Please transcribe the data that follows, keeping every line exact.

==== Source information ====

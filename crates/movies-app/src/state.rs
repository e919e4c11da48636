use std::sync::Arc;

use movies_dal::Pool;
use tower_cookies::Key;

use crate::antiforgery::AntiForgeryTokens;

#[derive(Clone)]
pub struct AppState {
    state: Arc<AppStateInner>,
}

impl AppState {
    /// State with a random signing key, tokens do not survive restart.
    pub fn new(app_config: AppConfig, pool: Pool) -> Self {
        Self::with_key(app_config, pool, Key::generate())
    }

    pub fn with_key(app_config: AppConfig, pool: Pool, key: Key) -> Self {
        let antiforgery = AntiForgeryTokens::new(key, &app_config);
        AppState {
            state: Arc::new(AppStateInner {
                app_config,
                pool,
                antiforgery,
            }),
        }
    }

    pub fn config(&self) -> &AppConfig {
        &self.state.app_config
    }

    pub fn pool(&self) -> &Pool {
        &self.state.pool
    }

    pub fn antiforgery(&self) -> &AntiForgeryTokens {
        &self.state.antiforgery
    }
}

struct AppStateInner {
    pool: Pool,
    app_config: AppConfig,
    antiforgery: AntiForgeryTokens,
}

#[derive(Debug, Clone)]
pub struct AppConfig {
    /// Maximum size of a form body, that is buffered for anti-forgery check
    pub form_size_limit: usize,
    pub token_cookie: String,
    pub secure_cookie: bool,
    pub token_max_age: time::Duration,
}

impl Default for AppConfig {
    fn default() -> Self {
        AppConfig {
            form_size_limit: 64 * 1024,
            token_cookie: "movies_antiforgery".to_string(),
            secure_cookie: false,
            token_max_age: time::Duration::hours(1),
        }
    }
}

====

Expected answer –
filename crates/movies-app/src/state.rs
repository e919e4c11da48636
use std::sync::Arc;

use movies_dal::Pool;
use tower_cookies::Key;

use crate::antiforgery::AntiForgeryTokens;

#[derive(Clone)]
pub struct AppState {
    state: Arc<AppStateInner>,
}

impl AppState {
    /// State with a random signing key, tokens do not survive restart.
    pub fn new(app_config: AppConfig, pool: Pool) -> Self {
        Self::with_key(app_config, pool, Key::generate())
    }

    pub fn with_key(app_config: AppConfig, pool: Pool, key: Key) -> Self {
        let antiforgery = AntiForgeryTokens::new(key, &app_config);
        AppState {
            state: Arc::new(AppStateInner {
                app_config,
                pool,
                antiforgery,
            }),
        }
    }

    pub fn config(&self) -> &AppConfig {
        &self.state.app_config
    }

    pub fn pool(&self) -> &Pool {
        &self.state.pool
    }

    pub fn antiforgery(&self) -> &AntiForgeryTokens {
        &self.state.antiforgery
    }
}

struct AppStateInner {
    pool: Pool,
    app_config: AppConfig,
    antiforgery: AntiForgeryTokens,
}

#[derive(Debug, Clone)]
pub struct AppConfig {
    /// Maximum size of a form body, that is buffered for anti-forgery check
    pub form_size_limit: usize,
    pub token_cookie: String,
    pub secure_cookie: bool,
    pub token_max_age: time::Duration,
}

impl Default for AppConfig {
    fn default() -> Self {
        AppConfig {
            form_size_limit: 64 * 1024,
            token_cookie: "movies_antiforgery".to_string(),
            secure_cookie: false,
            token_max_age: time::Duration::hours(1),
        }
    }
}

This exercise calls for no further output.